_Task requirements:_ A line belongs in the answer if it contains "DateTime"; copy every such line from the entries below.

*** Opening of Available data ***

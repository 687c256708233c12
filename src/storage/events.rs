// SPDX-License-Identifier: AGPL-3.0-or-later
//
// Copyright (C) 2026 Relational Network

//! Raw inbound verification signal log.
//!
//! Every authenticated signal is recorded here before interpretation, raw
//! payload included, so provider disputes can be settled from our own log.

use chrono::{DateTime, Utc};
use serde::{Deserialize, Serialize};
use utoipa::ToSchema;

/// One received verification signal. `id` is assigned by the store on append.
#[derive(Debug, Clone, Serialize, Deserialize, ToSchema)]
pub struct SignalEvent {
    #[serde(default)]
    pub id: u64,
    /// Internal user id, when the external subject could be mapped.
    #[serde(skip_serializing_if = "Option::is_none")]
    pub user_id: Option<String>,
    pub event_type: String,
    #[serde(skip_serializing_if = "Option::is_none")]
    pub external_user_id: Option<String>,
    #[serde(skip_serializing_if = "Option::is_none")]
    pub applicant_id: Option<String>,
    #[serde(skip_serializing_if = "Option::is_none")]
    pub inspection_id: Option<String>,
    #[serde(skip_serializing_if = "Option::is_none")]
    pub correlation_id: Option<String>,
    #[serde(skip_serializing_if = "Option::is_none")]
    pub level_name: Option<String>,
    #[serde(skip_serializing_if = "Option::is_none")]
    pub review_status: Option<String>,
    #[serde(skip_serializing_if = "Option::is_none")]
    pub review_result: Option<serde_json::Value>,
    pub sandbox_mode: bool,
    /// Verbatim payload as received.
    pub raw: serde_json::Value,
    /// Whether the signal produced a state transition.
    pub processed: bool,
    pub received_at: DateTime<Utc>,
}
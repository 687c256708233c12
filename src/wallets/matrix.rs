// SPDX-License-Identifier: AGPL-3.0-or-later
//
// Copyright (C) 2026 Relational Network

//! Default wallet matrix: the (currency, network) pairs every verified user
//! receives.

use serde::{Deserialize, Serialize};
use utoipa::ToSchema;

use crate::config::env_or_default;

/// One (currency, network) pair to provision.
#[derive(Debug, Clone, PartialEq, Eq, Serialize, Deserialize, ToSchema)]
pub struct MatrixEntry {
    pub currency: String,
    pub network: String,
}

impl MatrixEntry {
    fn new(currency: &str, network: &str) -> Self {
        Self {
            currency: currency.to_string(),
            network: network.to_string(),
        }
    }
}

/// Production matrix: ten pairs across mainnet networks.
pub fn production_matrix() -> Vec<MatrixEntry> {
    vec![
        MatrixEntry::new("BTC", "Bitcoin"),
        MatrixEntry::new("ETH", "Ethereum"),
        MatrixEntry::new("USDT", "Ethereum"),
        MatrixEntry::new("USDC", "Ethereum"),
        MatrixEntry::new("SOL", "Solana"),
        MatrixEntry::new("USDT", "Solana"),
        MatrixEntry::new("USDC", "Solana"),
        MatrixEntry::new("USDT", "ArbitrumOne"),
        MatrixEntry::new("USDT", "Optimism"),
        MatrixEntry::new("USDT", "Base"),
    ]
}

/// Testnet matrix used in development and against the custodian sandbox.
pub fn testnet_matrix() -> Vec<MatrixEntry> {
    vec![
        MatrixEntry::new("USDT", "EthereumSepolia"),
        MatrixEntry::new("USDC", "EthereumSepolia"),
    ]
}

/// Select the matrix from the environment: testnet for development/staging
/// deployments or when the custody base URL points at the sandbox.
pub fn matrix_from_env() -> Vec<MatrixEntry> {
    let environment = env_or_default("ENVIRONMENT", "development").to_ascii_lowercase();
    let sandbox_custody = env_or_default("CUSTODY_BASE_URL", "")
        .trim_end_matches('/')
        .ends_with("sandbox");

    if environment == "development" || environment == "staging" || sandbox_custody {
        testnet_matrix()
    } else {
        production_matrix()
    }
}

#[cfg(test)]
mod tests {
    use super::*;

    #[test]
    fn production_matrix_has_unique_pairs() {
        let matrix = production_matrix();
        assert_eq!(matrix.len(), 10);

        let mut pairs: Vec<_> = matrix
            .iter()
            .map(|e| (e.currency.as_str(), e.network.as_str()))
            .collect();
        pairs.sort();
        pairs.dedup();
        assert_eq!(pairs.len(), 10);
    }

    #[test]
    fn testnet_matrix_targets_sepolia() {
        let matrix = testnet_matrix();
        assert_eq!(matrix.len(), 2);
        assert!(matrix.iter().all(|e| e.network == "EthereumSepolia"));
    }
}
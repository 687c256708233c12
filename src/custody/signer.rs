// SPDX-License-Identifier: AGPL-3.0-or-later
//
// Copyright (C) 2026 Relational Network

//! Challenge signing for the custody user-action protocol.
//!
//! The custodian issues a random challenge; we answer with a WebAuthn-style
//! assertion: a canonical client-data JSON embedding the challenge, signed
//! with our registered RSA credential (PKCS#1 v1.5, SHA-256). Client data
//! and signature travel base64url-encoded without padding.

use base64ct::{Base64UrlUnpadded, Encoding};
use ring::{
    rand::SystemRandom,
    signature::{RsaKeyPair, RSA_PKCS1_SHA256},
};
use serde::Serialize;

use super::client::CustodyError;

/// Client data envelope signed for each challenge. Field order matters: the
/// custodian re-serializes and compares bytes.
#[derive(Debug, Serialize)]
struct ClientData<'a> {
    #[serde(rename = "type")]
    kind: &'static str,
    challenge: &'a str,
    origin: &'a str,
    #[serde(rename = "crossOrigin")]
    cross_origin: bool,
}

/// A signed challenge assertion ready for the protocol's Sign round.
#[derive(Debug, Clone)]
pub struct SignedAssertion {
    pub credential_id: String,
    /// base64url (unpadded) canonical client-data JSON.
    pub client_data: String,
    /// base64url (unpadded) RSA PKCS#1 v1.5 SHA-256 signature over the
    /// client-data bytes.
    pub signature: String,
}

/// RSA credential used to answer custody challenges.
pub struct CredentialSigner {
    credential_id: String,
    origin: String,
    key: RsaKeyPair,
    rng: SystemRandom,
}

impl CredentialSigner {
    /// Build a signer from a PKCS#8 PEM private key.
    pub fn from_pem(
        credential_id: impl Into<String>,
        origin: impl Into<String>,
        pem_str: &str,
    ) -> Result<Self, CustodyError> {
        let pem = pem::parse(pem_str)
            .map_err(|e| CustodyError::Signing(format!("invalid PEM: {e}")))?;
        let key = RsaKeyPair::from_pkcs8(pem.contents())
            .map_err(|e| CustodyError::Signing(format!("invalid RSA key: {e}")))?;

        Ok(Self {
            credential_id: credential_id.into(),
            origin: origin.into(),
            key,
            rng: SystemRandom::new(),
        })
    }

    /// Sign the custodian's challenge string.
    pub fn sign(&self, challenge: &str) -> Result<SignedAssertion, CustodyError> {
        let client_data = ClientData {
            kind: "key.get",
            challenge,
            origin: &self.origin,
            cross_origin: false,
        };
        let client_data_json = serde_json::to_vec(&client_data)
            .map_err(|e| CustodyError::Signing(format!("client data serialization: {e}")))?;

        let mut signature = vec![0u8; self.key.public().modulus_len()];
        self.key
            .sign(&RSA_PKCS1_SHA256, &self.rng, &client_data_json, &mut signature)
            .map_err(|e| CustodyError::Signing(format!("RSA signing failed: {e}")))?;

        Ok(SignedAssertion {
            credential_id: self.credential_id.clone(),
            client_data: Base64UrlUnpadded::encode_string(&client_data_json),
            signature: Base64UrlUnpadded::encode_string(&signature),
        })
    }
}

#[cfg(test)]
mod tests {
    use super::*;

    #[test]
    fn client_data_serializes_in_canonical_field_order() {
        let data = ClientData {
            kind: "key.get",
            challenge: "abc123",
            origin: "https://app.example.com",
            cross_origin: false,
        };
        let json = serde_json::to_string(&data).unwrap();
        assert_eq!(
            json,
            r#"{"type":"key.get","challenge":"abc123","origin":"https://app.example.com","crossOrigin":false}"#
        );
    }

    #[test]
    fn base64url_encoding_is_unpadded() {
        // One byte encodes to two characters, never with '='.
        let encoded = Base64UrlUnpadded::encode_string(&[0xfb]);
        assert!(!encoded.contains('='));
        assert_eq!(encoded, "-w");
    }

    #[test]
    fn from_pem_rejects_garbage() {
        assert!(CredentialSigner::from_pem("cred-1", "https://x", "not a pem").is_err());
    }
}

*** Close of Available data ***

_Written response:_
use chrono::{DateTime, Utc};
    pub received_at: DateTime<Utc>,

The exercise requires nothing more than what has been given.